Elder Abuse Lawyer Awarded MacArthur Genius Grant

Marie-Therese Connolly, a Washington DC-based elder-abuse activist is one of the 22 new MacArthur Fellows for 2011. Ms. Connolly was pivotal in the drafting and passage of the Elder Justice Act, enacted in 2010. It was the first piece of federal legislation to address the issue specifically.

In awarding the grant, the foundation stated that Connolly, a senior scholar at the Woodrow Wilson International Center, has “devoted her career to laying bare the many forms of elder abuse: physical and psychological, as well as financial exploitation and wrongful deprivation of rights.” Founder and director of Life Long Justice at the Appleseed Foundation, a non-profit entity to fight elder abuse, Ms Connolly works to make sure that the prevention of elder abuse is a national priority. She cites the following statistics on her website:

  • 7.6% - 11% of people 60+ at home are victims of elder abuse, neglect or exploitation.
  • 47% of people with dementia at home are abused or neglected by their caregivers.
  • For every one case of elder abuse that comes to light, 23.5 do not.
  • 50% – 90% of nursing homes are understaffed at levels that harm residents.
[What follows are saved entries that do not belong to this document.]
//! End-to-end scenario tests against a real file-backed SQLite store,
//! covering the happy path, oversell prevention, idempotent settlement,
//! and the invite single-use race under genuine multi-threaded
//! concurrency (a shared in-memory `rusqlite` connection can't give more
//! than one connection at a time, so this uses `db::new_pool` against a
//! temp file the way the server does in production).

use std::collections::{HashMap, HashSet};
use std::sync::Arc;

use chrono::Utc;
use uuid::Uuid;

use affiliate_core::campaign;
use affiliate_core::db::{campaign_repo, order_repo, user_repo, wallet_repo, Pool};
use affiliate_core::domain::campaign::{Campaign, CampaignStatus};
use affiliate_core::domain::invite::{ConsumeInviteInput, Invite, InviteStatus};
use affiliate_core::domain::order::{
    AffiliateStatus, Order, OrderItem, OrderStatus, PaymentStatus, SettlementMode, Verification,
    WorkflowStatus,
};
use affiliate_core::domain::user::{KycStatus, PaymentInstruments, Role, User, UserStatus};
use affiliate_core::error::AppError;
use affiliate_core::invite;
use affiliate_core::settlement;
use affiliate_core::wallet;
use affiliate_core::workflow::{self, TransitionInput};

const MAX_BALANCE: i64 = 100_000_000;

fn test_pool() -> (Pool, tempfile::TempDir) {
    let dir = tempfile::tempdir().expect("tempdir");
    let path = dir.path().join("affiliate_test.db");
    let pool = affiliate_core::db::new_pool(path.to_str().unwrap()).expect("new_pool");
    (pool, dir)
}

fn seed_user(pool: &Pool, role: Role, mediator_code: Option<&str>, parent_code: Option<&str>) -> User {
    let now = Utc::now();
    let user = User {
        id: Uuid::new_v4(),
        role,
        roles: [role].into_iter().collect::<HashSet<_>>(),
        status: UserStatus::Active,
        mobile: format!("9{}", Uuid::new_v4().simple().to_string().chars().take(9).collect::<String>()),
        username: None,
        password_hash: "hash".into(),
        name: None,
        mediator_code: mediator_code.map(str::to_string),
        parent_code: parent_code.map(str::to_string),
        brand_code: None,
        connected_agencies: HashSet::new(),
        kyc: KycStatus::default(),
        payment_instruments: PaymentInstruments::default(),
        failed_login_attempts: 0,
        lockout_until: None,
        deleted_at: None,
        created_at: now,
        updated_at: now,
    };
    let conn = pool.get().unwrap();
    user_repo::insert_user(&conn, &user).unwrap();
    user
}

fn seed_campaign(pool: &Pool, brand_user_id: Uuid, total_slots: i64) -> Uuid {
    let id = Uuid::new_v4();
    let campaign = Campaign {
        id,
        title: "Test Deal".into(),
        brand_user_id,
        original_price_paise: 120_000,
        price_paise: 99_900,
        payout_paise: 15_000,
        return_window_days: 7,
        deal_type: None,
        total_slots,
        used_slots: 0,
        status: CampaignStatus::Active,
        allowed_agency_codes: HashSet::new(),
        assignments: HashMap::new(),
        locked: false,
        deleted_at: None,
        created_at: Utc::now(),
    };
    let conn = pool.get().unwrap();
    campaign_repo::insert_campaign(&conn, &campaign).unwrap();
    id
}

fn seed_order(
    pool: &Pool,
    buyer_id: Uuid,
    brand_user_id: Uuid,
    campaign_id: Uuid,
    manager_name: Option<&str>,
) -> Uuid {
    let id = Uuid::new_v4();
    let now = Utc::now();
    let order = Order {
        id,
        user_id: buyer_id,
        brand_user_id,
        items: vec![OrderItem {
            product_id: "sku-1".into(),
            title: "Product".into(),
            image: None,
            price_at_purchase_paise: 99_900,
            commission_paise: 5_000,
            campaign_id,
            quantity: 1,
            deal_type: None,
            platform: None,
            brand_name: None,
        }],
        total_paise: 99_900,
        workflow_status: WorkflowStatus::Created,
        status: OrderStatus::Ordered,
        payment_status: PaymentStatus::Pending,
        affiliate_status: AffiliateStatus::Unchecked,
        frozen: false,
        frozen_at: None,
        frozen_reason: None,
        reactivated_at: None,
        external_order_id: None,
        review_link: None,
        verification: Verification::default(),
        rejection: None,
        missing_proof_requests: vec![],
        events: vec![],
        manager_name: manager_name.map(str::to_string),
        agency_name: None,
        buyer_name: None,
        buyer_mobile: None,
        reviewer_name: None,
        brand_name: None,
        settlement_mode: None::<SettlementMode>,
        settlement_ref: None,
        expected_settlement_date: None,
        deleted_at: None,
        created_at: now,
        updated_at: now,
    };
    let conn = pool.get().unwrap();
    order_repo::insert_order(&conn, &order).unwrap();
    id
}

/// S1 — happy path: order is driven through CREATED -> ... -> APPROVED,
/// then settled, crediting buyer and mediator wallets and debiting the
/// brand's, all from a single settle call.
#[test]
fn s1_happy_path_settlement_distributes_wallet_deltas() {
    let (pool, _dir) = test_pool();
    let brand = seed_user(&pool, Role::Brand, None, None);
    let mediator = seed_user(&pool, Role::Mediator, Some("MED1"), None);
    let buyer = seed_user(&pool, Role::Buyer, None, Some("MED1"));
    let campaign_id = seed_campaign(&pool, brand.id, 10);
    let order_id = seed_order(&pool, buyer.id, brand.id, campaign_id, Some("MED1"));

    let conn = pool.get().unwrap();
    campaign::claim_slot(&conn, campaign_id).unwrap();

    workflow::transition_order_workflow(
        &conn,
        TransitionInput {
            order_id,
            from: WorkflowStatus::Created,
            to: WorkflowStatus::Ordered,
            actor_user_id: Some(buyer.id),
            metadata: None,
        },
    )
    .unwrap();
    workflow::transition_order_workflow(
        &conn,
        TransitionInput {
            order_id,
            from: WorkflowStatus::Ordered,
            to: WorkflowStatus::ProofSubmitted,
            actor_user_id: Some(buyer.id),
            metadata: None,
        },
    )
    .unwrap();
    workflow::transition_order_workflow(
        &conn,
        TransitionInput {
            order_id,
            from: WorkflowStatus::ProofSubmitted,
            to: WorkflowStatus::UnderReview,
            actor_user_id: Some(buyer.id),
            metadata: None,
        },
    )
    .unwrap();

    use affiliate_core::domain::order::ProofType;
    let order = workflow::record_proof_confidence(&conn, order_id, ProofType::Order, 95, 90).unwrap();
    assert_eq!(order.workflow_status, WorkflowStatus::Approved);

    wallet::ensure_wallet(&conn, brand.id).unwrap();
    wallet::apply_wallet_credit(
        &conn,
        affiliate_core::domain::wallet::WalletMutation {
            idempotency_key: "seed-brand-balance".into(),
            kind: affiliate_core::domain::wallet::TransactionType::BrandDeposit,
            owner_user_id: brand.id,
            amount_paise: 1_000_000,
            from_user_id: None,
            to_user_id: Some(brand.id),
            order_id: None,
            campaign_id: None,
            payout_id: None,
            metadata: None,
        },
        MAX_BALANCE,
    )
    .unwrap();

    let settled = settlement::settle_order(&conn, order_id, MAX_BALANCE).unwrap();
    assert_eq!(settled.affiliate_status, AffiliateStatus::ApprovedSettled);

    // Campaign has no Deal row or per-mediator Assignment for "MED1", so
    // the split falls back to the campaign's own payoutPaise (15_000)
    // for the buyer and the item's commission snapshot (5_000) for the
    // mediator — the exact figures from spec.md §8 S1's worked example.
    let buyer_wallet = wallet_repo::get_wallet_by_owner(&conn, buyer.id).unwrap().unwrap();
    assert_eq!(buyer_wallet.available_paise, 15_000);

    let mediator_wallet = wallet_repo::get_wallet_by_owner(&conn, mediator.id).unwrap().unwrap();
    assert_eq!(mediator_wallet.available_paise, 5_000);

    // Brand is debited exactly payout + commission (20_000), never the
    // order's gross total (99_900) — no tracked margin field.
    let brand_wallet = wallet_repo::get_wallet_by_owner(&conn, brand.id).unwrap().unwrap();
    assert_eq!(brand_wallet.available_paise, 1_000_000 - 20_000);

    let campaign = campaign_repo::get_campaign(&conn, campaign_id).unwrap().unwrap();
    assert_eq!(campaign.used_slots, 1);
}

/// S2 — oversell prevention: N threads race to claim slots on a
/// campaign with `totalSlots=1`; exactly one wins.
#[test]
fn s2_oversell_prevention_under_concurrency() {
    let (pool, _dir) = test_pool();
    let brand = seed_user(&pool, Role::Brand, None, None);
    let campaign_id = seed_campaign(&pool, brand.id, 1);

    let pool = Arc::new(pool);
    let handles: Vec<_> = (0..5)
        .map(|_| {
            let pool = Arc::clone(&pool);
            std::thread::spawn(move || {
                let conn = pool.get().unwrap();
                campaign::claim_slot(&conn, campaign_id)
            })
        })
        .collect();

    let results: Vec<_> = handles.into_iter().map(|h| h.join().unwrap()).collect();
    let succeeded = results.iter().filter(|r| r.is_ok()).count();
    let sold_out = results
        .iter()
        .filter(|r| matches!(r, Err(AppError::SoldOut)))
        .count();
    assert_eq!(succeeded, 1);
    assert_eq!(sold_out, 4);

    let conn = pool.get().unwrap();
    let campaign = campaign_repo::get_campaign(&conn, campaign_id).unwrap().unwrap();
    assert_eq!(campaign.used_slots, 1);
}

/// S3 — idempotent settlement: replaying the settle call does not
/// mutate wallet balances past the first call.
#[test]
fn s3_replayed_settlement_is_a_no_op() {
    let (pool, _dir) = test_pool();
    let brand = seed_user(&pool, Role::Brand, None, None);
    let buyer = seed_user(&pool, Role::Buyer, None, None);
    let campaign_id = seed_campaign(&pool, brand.id, 10);
    let order_id = seed_order(&pool, buyer.id, brand.id, campaign_id, None);

    let conn = pool.get().unwrap();
    campaign::claim_slot(&conn, campaign_id).unwrap();
    wallet::ensure_wallet(&conn, brand.id).unwrap();
    wallet::apply_wallet_credit(
        &conn,
        affiliate_core::domain::wallet::WalletMutation {
            idempotency_key: "seed-brand-balance-2".into(),
            kind: affiliate_core::domain::wallet::TransactionType::BrandDeposit,
            owner_user_id: brand.id,
            amount_paise: 1_000_000,
            from_user_id: None,
            to_user_id: Some(brand.id),
            order_id: None,
            campaign_id: None,
            payout_id: None,
            metadata: None,
        },
        MAX_BALANCE,
    )
    .unwrap();

    settlement::settle_order(&conn, order_id, MAX_BALANCE).unwrap();
    let buyer_balance_after_first = wallet_repo::get_wallet_by_owner(&conn, buyer.id).unwrap().unwrap().available_paise;

    for _ in 0..2 {
        settlement::settle_order(&conn, order_id, MAX_BALANCE).unwrap();
    }

    let buyer_balance_after_replays = wallet_repo::get_wallet_by_owner(&conn, buyer.id).unwrap().unwrap().available_paise;
    assert_eq!(buyer_balance_after_first, buyer_balance_after_replays);
}

/// S4 — invite single-use race: N threads race `consumeInvite` against
/// `maxUses=1`; exactly one succeeds.
#[test]
fn s4_invite_single_use_race() {
    let (pool, _dir) = test_pool();
    let creator = seed_user(&pool, Role::Admin, None, None);

    let code = "RACE-INVITE";
    let invite_row = Invite {
        id: Uuid::new_v4(),
        code: code.into(),
        role: Role::Buyer,
        parent_code: None,
        parent_user_id: None,
        created_by: creator.id,
        status: InviteStatus::Active,
        max_uses: 1,
        use_count: 0,
        expires_at: None,
        uses: vec![],
    };
    {
        let conn = pool.get().unwrap();
        affiliate_core::db::invite_repo::insert_invite(&conn, &invite_row).unwrap();
    }

    let pool = Arc::new(pool);
    let handles: Vec<_> = (0..10)
        .map(|_| {
            let pool = Arc::clone(&pool);
            std::thread::spawn(move || {
                let conn = pool.get().unwrap();
                invite::consume_invite(
                    &conn,
                    ConsumeInviteInput {
                        code: code.into(),
                        role: Role::Buyer,
                        used_by_user_id: Uuid::new_v4(),
                        require_active_issuer: false,
                    },
                )
            })
        })
        .collect();

    let results: Vec<_> = handles.into_iter().map(|h| h.join().unwrap()).collect();
    let succeeded = results.iter().filter(|r| r.is_ok()).count();
    let failed = results
        .iter()
        .filter(|r| matches!(r, Err(AppError::InvalidInvite)))
        .count();
    assert_eq!(succeeded, 1);
    assert_eq!(failed, 9);

    let conn = pool.get().unwrap();
    let updated = affiliate_core::db::invite_repo::get_invite_by_code(&conn, code)
        .unwrap()
        .unwrap();
    assert_eq!(updated.use_count, 1);
    assert_eq!(updated.status, InviteStatus::Used);
}

/// S6 — a buyer cannot open a second non-terminal order against the
/// same product without an explicit pre-order id.
#[test]
fn s6_duplicate_deal_order_is_rejected() {
    let (pool, _dir) = test_pool();
    let brand = seed_user(&pool, Role::Brand, None, None);
    let buyer = seed_user(&pool, Role::Buyer, None, None);
    let campaign_id = seed_campaign(&pool, brand.id, 10);

    let conn = pool.get().unwrap();
    workflow::check_creation_guards(&conn, buyer.id, "sku-1", None, None).unwrap();
    seed_order(&pool, buyer.id, brand.id, campaign_id, None);

    let conn = pool.get().unwrap();
    let err = workflow::check_creation_guards(&conn, buyer.id, "sku-1", None, None).unwrap_err();
    assert!(matches!(err, AppError::DuplicateDealOrder));

    let campaign = campaign_repo::get_campaign(&conn, campaign_id).unwrap().unwrap();
    assert_eq!(campaign.used_slots, 0);
}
The Fellowship award means that Ms. Connolly can continue her quixotic endeavor and, as she says, it proves that there is “external validation that (this work) actually matters.”

As per usual, the recipients learned, through a phone call out of the blue from the Foundation, that they will each receive $500,000 in no-strings-attached support over the next five years.

We at Caregiverlist.com advocate for elder justice and we congratulate Ms. Connolly on the award for her tireless work.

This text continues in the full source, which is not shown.